- _HOW TO COMPLETE THIS TASK_
Give the number of lines in the records below that include "await". Reply with that number alone.

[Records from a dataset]
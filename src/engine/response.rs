//! Engine response types
//!
//! An evaluation yields one [`EngineResponse`] per resource. Its
//! [`PolicyResponse`] holds at most one rule: the folded outcome of every
//! decision the validator produced.

use std::collections::BTreeMap;

use chrono::{DateTime, TimeDelta, Utc};
use kube::core::DynamicObject;
use serde::Serialize;

use crate::policy::{ValidatingAdmissionPolicy, ValidatingAdmissionPolicyBinding};
use crate::validator::{DecisionAction, DecisionEvaluation, PolicyDecision};

#[derive(Serialize, Clone, Copy, Debug, PartialEq, Eq)]
#[serde(rename_all = "lowercase")]
pub enum RuleStatus {
    Pass,
    Fail,
    Error,
}

#[derive(Serialize, Clone, Copy, Debug, Default, PartialEq, Eq)]
pub enum RuleType {
    #[default]
    Validation,
}

/// Status and message folded from a list of decisions
#[derive(Clone, Debug, PartialEq, Eq)]
pub struct RuleOutcome {
    pub status: RuleStatus,
    pub message: String,
}

/// Fold decisions in order: the first error wins, then the first deny
pub fn aggregate(decisions: &[PolicyDecision]) -> RuleOutcome {
    decisions
        .iter()
        .find_map(|decision| match (decision.evaluation, decision.action) {
            (DecisionEvaluation::Error, _) => Some(RuleOutcome {
                status: RuleStatus::Error,
                message: decision.message.clone(),
            }),
            (_, DecisionAction::Deny) => Some(RuleOutcome {
                status: RuleStatus::Fail,
                message: decision.message.clone(),
            }),
            _ => None,
        })
        .unwrap_or(RuleOutcome {
            status: RuleStatus::Pass,
            message: String::new(),
        })
}

#[derive(Serialize, Clone, Debug, PartialEq)]
#[serde(rename_all = "camelCase")]
pub struct RuleResponse {
    pub name: String,
    pub rule_type: RuleType,
    pub status: RuleStatus,
    pub message: String,
    #[serde(skip_serializing_if = "Option::is_none")]
    pub binding: Option<ValidatingAdmissionPolicyBinding>,
    /// Audit annotations that evaluated to strings
    #[serde(skip_serializing_if = "BTreeMap::is_empty")]
    pub properties: BTreeMap<String, String>,
}

impl RuleResponse {
    pub fn new(name: &str, outcome: RuleOutcome) -> Self {
        Self {
            name: name.to_string(),
            rule_type: RuleType::Validation,
            status: outcome.status,
            message: outcome.message,
            binding: None,
            properties: BTreeMap::new(),
        }
    }

    pub fn with_binding(mut self, binding: ValidatingAdmissionPolicyBinding) -> Self {
        self.binding = Some(binding);
        self
    }

    pub fn with_properties(mut self, properties: BTreeMap<String, String>) -> Self {
        self.properties = properties;
        self
    }
}

#[derive(Serialize, Clone, Copy, Debug, PartialEq, Eq)]
#[serde(rename_all = "camelCase")]
pub struct ExecutionStats {
    pub start: DateTime<Utc>,
    pub end: DateTime<Utc>,
}

impl ExecutionStats {
    pub fn new(start: DateTime<Utc>, end: DateTime<Utc>) -> Self {
        Self { start, end }
    }

    pub fn processing_time(&self) -> TimeDelta {
        self.end - self.start
    }
}

#[derive(Serialize, Clone, Debug, Default, PartialEq)]
#[serde(rename_all = "camelCase")]
pub struct PolicyResponse {
    #[serde(skip_serializing_if = "Option::is_none")]
    pub stats: Option<ExecutionStats>,
    pub rules: Vec<RuleResponse>,
}

impl PolicyResponse {
    pub fn add(&mut self, stats: ExecutionStats, rule: RuleResponse) {
        self.stats = Some(stats);
        self.rules.push(rule);
    }

    pub fn is_empty(&self) -> bool {
        self.rules.is_empty()
    }
}

/// Result of evaluating one policy against one resource
#[derive(Serialize, Clone, Debug)]
#[serde(rename_all = "camelCase")]
pub struct EngineResponse {
    pub resource: DynamicObject,
    pub policy: ValidatingAdmissionPolicy,
    pub policy_response: PolicyResponse,
}

impl EngineResponse {
    /// A response with no rules, as returned when the policy does not apply
    pub fn new(resource: DynamicObject, policy: ValidatingAdmissionPolicy) -> Self {
        Self {
            resource,
            policy,
            policy_response: PolicyResponse::default(),
        }
    }

    pub fn with_policy_response(mut self, policy_response: PolicyResponse) -> Self {
        self.policy_response = policy_response;
        self
    }

    pub fn policy_name(&self) -> &str {
        self.policy.name()
    }

    /// The single rule response, if the policy was evaluated
    pub fn rule(&self) -> Option<&RuleResponse> {
        self.policy_response.rules.first()
    }

    pub fn is_empty(&self) -> bool {
        self.policy_response.is_empty()
    }

    /// True if no rule failed or errored
    pub fn is_successful(&self) -> bool {
        self.policy_response
            .rules
            .iter()
            .all(|rule| rule.status == RuleStatus::Pass)
    }

    pub fn is_failed(&self) -> bool {
        self.has_status(RuleStatus::Fail)
    }

    pub fn is_error(&self) -> bool {
        self.has_status(RuleStatus::Error)
    }

    fn has_status(&self, status: RuleStatus) -> bool {
        self.policy_response.rules.iter().any(|rule| rule.status == status)
    }
}
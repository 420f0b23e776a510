//! Values visible to policy expressions
//!
//! JSON documents are converted to CEL values up front, once per evaluation.

use std::collections::HashMap;
use std::sync::Arc;

use cel_interpreter::objects::Map;
use cel_interpreter::{Context, Value};
use kube::core::admission::Operation;
use serde_json::json;

use crate::admission::AdmissionAttributes;
use crate::error::Result;

pub const OBJECT: &str = "object";
pub const OLD_OBJECT: &str = "oldObject";
pub const REQUEST: &str = "request";
pub const PARAMS: &str = "params";
pub const NAMESPACE_OBJECT: &str = "namespaceObject";
pub const VARIABLES: &str = "variables";
pub const AUTHORIZER: &str = "authorizer";

/// Top-level bindings of one evaluation
#[derive(Clone, Debug)]
pub struct Activation {
    object: Value,
    old_object: Value,
    request: Value,
    params: Value,
    namespace_object: Value,
}

impl Activation {
    /// Build the activation for a CREATE request without params
    ///
    /// `oldObject`, `params` and `namespaceObject` are null.
    pub fn from_attributes(attrs: &AdmissionAttributes) -> Result<Self> {
        let object = json_to_value(&attrs.object_value()?);
        let request = json_to_value(&request_info(attrs));

        Ok(Self {
            object,
            old_object: Value::Null,
            request,
            params: Value::Null,
            namespace_object: Value::Null,
        })
    }

    /// Create an evaluation context exposing this activation and the
    /// variables evaluated so far
    pub fn context(&self, variables: &HashMap<Arc<String>, Value>) -> Context<'static> {
        let mut context = Context::default();
        context.add_variable_from_value(OBJECT, self.object.clone());
        context.add_variable_from_value(OLD_OBJECT, self.old_object.clone());
        context.add_variable_from_value(REQUEST, self.request.clone());
        context.add_variable_from_value(PARAMS, self.params.clone());
        context.add_variable_from_value(NAMESPACE_OBJECT, self.namespace_object.clone());
        context.add_variable_from_value(VARIABLES, Value::Map(Map::from(variables.clone())));
        context
    }
}

fn operation_name(operation: &Operation) -> &'static str {
    match operation {
        Operation::Create => "CREATE",
        Operation::Update => "UPDATE",
        Operation::Delete => "DELETE",
        Operation::Connect => "CONNECT",
    }
}

/// The `request` variable, shaped like an AdmissionRequest
fn request_info(attrs: &AdmissionAttributes) -> serde_json::Value {
    let kind = attrs.kind();
    let resource = attrs.resource();
    json!({
        "kind": {
            "group": kind.group,
            "version": kind.version,
            "kind": kind.kind,
        },
        "resource": {
            "group": resource.group,
            "version": resource.version,
            "resource": resource.resource,
        },
        "subResource": attrs.subresource(),
        "name": attrs.name(),
        "namespace": attrs.namespace(),
        "operation": operation_name(attrs.operation()),
        "userInfo": {},
        "dryRun": attrs.dry_run(),
    })
}

/// Convert a JSON document to a CEL value
///
/// Integers that fit `i64` become `Int` so they compare naturally with
/// integer literals; larger ones become `UInt`.
pub fn json_to_value(value: &serde_json::Value) -> Value {
    match value {
        serde_json::Value::Null => Value::Null,
        serde_json::Value::Bool(b) => Value::Bool(*b),
        serde_json::Value::Number(n) => {
            if let Some(i) = n.as_i64() {
                Value::Int(i)
            } else if let Some(u) = n.as_u64() {
                Value::UInt(u)
            } else {
                n.as_f64().map_or(Value::Null, Value::Float)
            }
        }
        serde_json::Value::String(s) => Value::String(Arc::new(s.clone())),
        serde_json::Value::Array(items) => {
            Value::List(Arc::new(items.iter().map(json_to_value).collect()))
        }
        serde_json::Value::Object(fields) => {
            let map: HashMap<Arc<String>, Value> = fields
                .iter()
                .map(|(k, v)| (Arc::new(k.clone()), json_to_value(v)))
                .collect();
            Value::Map(Map::from(map))
        }
    }
}
//! Unit tests for policy revision conversion
//!
//! Note: Field-level round trips are tested in src/policy/conversion.rs

use vap_engine::policy::v1alpha1::FailurePolicyType;
use vap_engine::policy::{convert_binding, convert_policy, v1beta1};

use super::common::*;

#[test]
fn test_policy_conversion_preserves_semantics() {
    let policy = PolicyBuilder::replica_limit("replica-limit")
        .with_namespace_selector(&[("env", "production")])
        .with_match_condition("labelled", "has(object.metadata.labels)")
        .with_variable("replicas", "object.spec.replicas")
        .with_audit_annotation("replicas", "string(object.spec.replicas)")
        .with_failure_policy(FailurePolicyType::Ignore)
        .build();

    let converted = convert_policy(&policy);

    assert_eq!(converted.name(), "replica-limit");
    assert_eq!(converted.failure_policy(), v1beta1::FailurePolicyType::Ignore);
    assert_eq!(converted.spec.validations[0].expression, "object.spec.replicas <= 5");
    assert_eq!(converted.spec.match_conditions[0].name, "labelled");
    assert_eq!(converted.spec.variables[0].name, "replicas");
    assert_eq!(converted.spec.audit_annotations[0].key, "replicas");

    let constraints = converted.spec.match_constraints.unwrap();
    assert_eq!(constraints.resource_rules[0].resources, vec!["deployments"]);
    assert_eq!(
        constraints.resource_rules[0].operations,
        vec![v1beta1::OperationType::Create]
    );
    assert_eq!(constraints.match_policy(), v1beta1::MatchPolicyType::Equivalent);
    assert!(constraints.namespace_selector.is_some());
}

#[test]
fn test_binding_conversion() {
    let binding = create_binding_for_namespaces("prod", "replica-limit", &[("env", "production")]);
    let converted = convert_binding(&binding);

    assert_eq!(converted.name(), "prod");
    assert_eq!(converted.spec.policy_name, "replica-limit");
    let resources = converted.spec.match_resources.unwrap();
    assert_eq!(
        resources
            .namespace_selector
            .unwrap()
            .match_labels
            .unwrap()
            .get("env")
            .map(String::as_str),
        Some("production")
    );
}
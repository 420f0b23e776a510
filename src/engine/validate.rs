//! Evaluate one policy, with its bindings, against one resource

use std::collections::BTreeMap;

use chrono::Utc;
use kube::core::{DynamicObject, GroupVersionResource};
use tokio::time::Instant;
use tracing::{Instrument, debug, debug_span, info};

use super::response::{EngineResponse, ExecutionStats, PolicyResponse, RuleResponse, aggregate};
use crate::admission::{AdmissionAttributes, Matcher, resource_gvk};
use crate::cluster::{ClusterAccess, within_deadline};
use crate::config::EngineConfig;
use crate::error::Result;
use crate::policy::{
    PolicyData, ValidatingAdmissionPolicy, ValidatingAdmissionPolicyBinding, convert_binding,
    convert_policy,
};
use crate::validator::Validator;

/// Evaluate `policy_data` against `resource`
///
/// With cluster access, the policy applies only if its match constraints
/// select the resource; the first matching binding is then evaluated, and
/// if bindings exist but none matches the response has no rules. Without
/// cluster access the policy is evaluated unconditionally and unbound.
///
/// Expression failures are reported in the response; lookup, matching and
/// compilation failures are returned as errors.
pub async fn validate(
    policy_data: &PolicyData,
    resource: &DynamicObject,
    cluster: ClusterAccess<'_>,
    config: &EngineConfig,
) -> Result<EngineResponse> {
    let policy = policy_data.definition();
    let span = debug_span!(
        "validate",
        policy = %policy.name(),
        resource = %resource.metadata.name.as_deref().unwrap_or_default(),
    );
    validate_inner(policy_data, resource, cluster, config)
        .instrument(span)
        .await
}

async fn validate_inner(
    policy_data: &PolicyData,
    resource: &DynamicObject,
    cluster: ClusterAccess<'_>,
    config: &EngineConfig,
) -> Result<EngineResponse> {
    let policy = policy_data.definition();
    let deadline = config.timeout.map(|timeout| Instant::now() + timeout);

    let (discovery, namespaces) = match cluster {
        ClusterAccess::Connected { discovery, namespaces } => (discovery, namespaces),
        ClusterAccess::Disconnected => {
            let attrs = AdmissionAttributes::for_create(resource, GroupVersionResource::gvr("", "", ""))?;
            debug!(resource = %attrs.resource_path(), "No cluster access, evaluating unconditionally");
            return validate_resource(policy, None, resource, &attrs, config, deadline);
        }
    };

    let gvk = resource_gvk(resource)?;
    let gvr = within_deadline(deadline, "discovery", discovery.resolve_gvr(&gvk)).await?;
    let attrs = AdmissionAttributes::for_create(resource, gvr)?;

    let matcher = Matcher::new(discovery, namespaces).with_deadline(deadline);
    let converted = convert_policy(policy);
    if !matcher.definition_matches(&attrs, &converted).await? {
        debug!(resource = %attrs.resource_path(), "Policy does not match resource");
        return Ok(EngineResponse::new(resource.clone(), policy.clone()));
    }

    let bindings = policy_data.bindings();
    if bindings.is_empty() {
        debug!(resource = %attrs.resource_path(), "Validating resource");
        return validate_resource(policy, None, resource, &attrs, config, deadline);
    }

    for (index, binding) in bindings.iter().enumerate() {
        if !matcher.binding_matches(&attrs, &convert_binding(binding)).await? {
            continue;
        }
        debug!(
            resource = %attrs.resource_path(),
            binding = %binding.name(),
            index,
            "Validating resource with binding"
        );
        return validate_resource(policy, Some(binding), resource, &attrs, config, deadline);
    }

    debug!(resource = %attrs.resource_path(), "No binding matches resource");
    Ok(EngineResponse::new(resource.clone(), policy.clone()))
}

fn validate_resource(
    policy: &ValidatingAdmissionPolicy,
    binding: Option<&ValidatingAdmissionPolicyBinding>,
    resource: &DynamicObject,
    attrs: &AdmissionAttributes,
    config: &EngineConfig,
    deadline: Option<Instant>,
) -> Result<EngineResponse> {
    let start = Utc::now();

    let validator = Validator::compile(&convert_policy(policy))?;
    let result = validator.validate(attrs, config.cost_budget, deadline)?;
    let outcome = aggregate(&result.decisions);

    info!(
        status = ?outcome.status,
        decisions = result.decisions.len(),
        "Policy evaluated"
    );

    let properties: BTreeMap<String, String> = result
        .audit_annotations
        .into_iter()
        .map(|annotation| (annotation.key, annotation.value))
        .collect();
    let mut rule = RuleResponse::new(policy.name(), outcome).with_properties(properties);
    if let Some(binding) = binding {
        rule = rule.with_binding(binding.clone());
    }

    let mut policy_response = PolicyResponse::default();
    policy_response.add(ExecutionStats::new(start, Utc::now()), rule);

    Ok(EngineResponse::new(resource.clone(), policy.clone()).with_policy_response(policy_response))
}
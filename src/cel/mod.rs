//! CEL expression support for policy evaluation
//!
//! Policies declare their rules as CEL expressions. This module compiles
//! them with `cel-interpreter` and builds the values they are evaluated
//! against:
//!
//! - `object`: the resource under admission
//! - `oldObject`: always null (CREATE requests only)
//! - `request`: kind, resource, name, namespace, operation and dry-run flag
//! - `params`: null; declared only for policies with a `paramKind`
//! - `namespaceObject`: null
//! - `variables`: the policy's variables, evaluated in declaration order

pub mod activation;
pub mod compiler;

pub use activation::{Activation, json_to_value};
pub use compiler::{
    CompiledAuditAnnotation, CompiledExpression, CompiledMatchCondition, CompiledValidation,
    CompiledVariable, Compiler, ExpressionKind, OptionalVariableDeclarations,
};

- _TASK RESULT_
4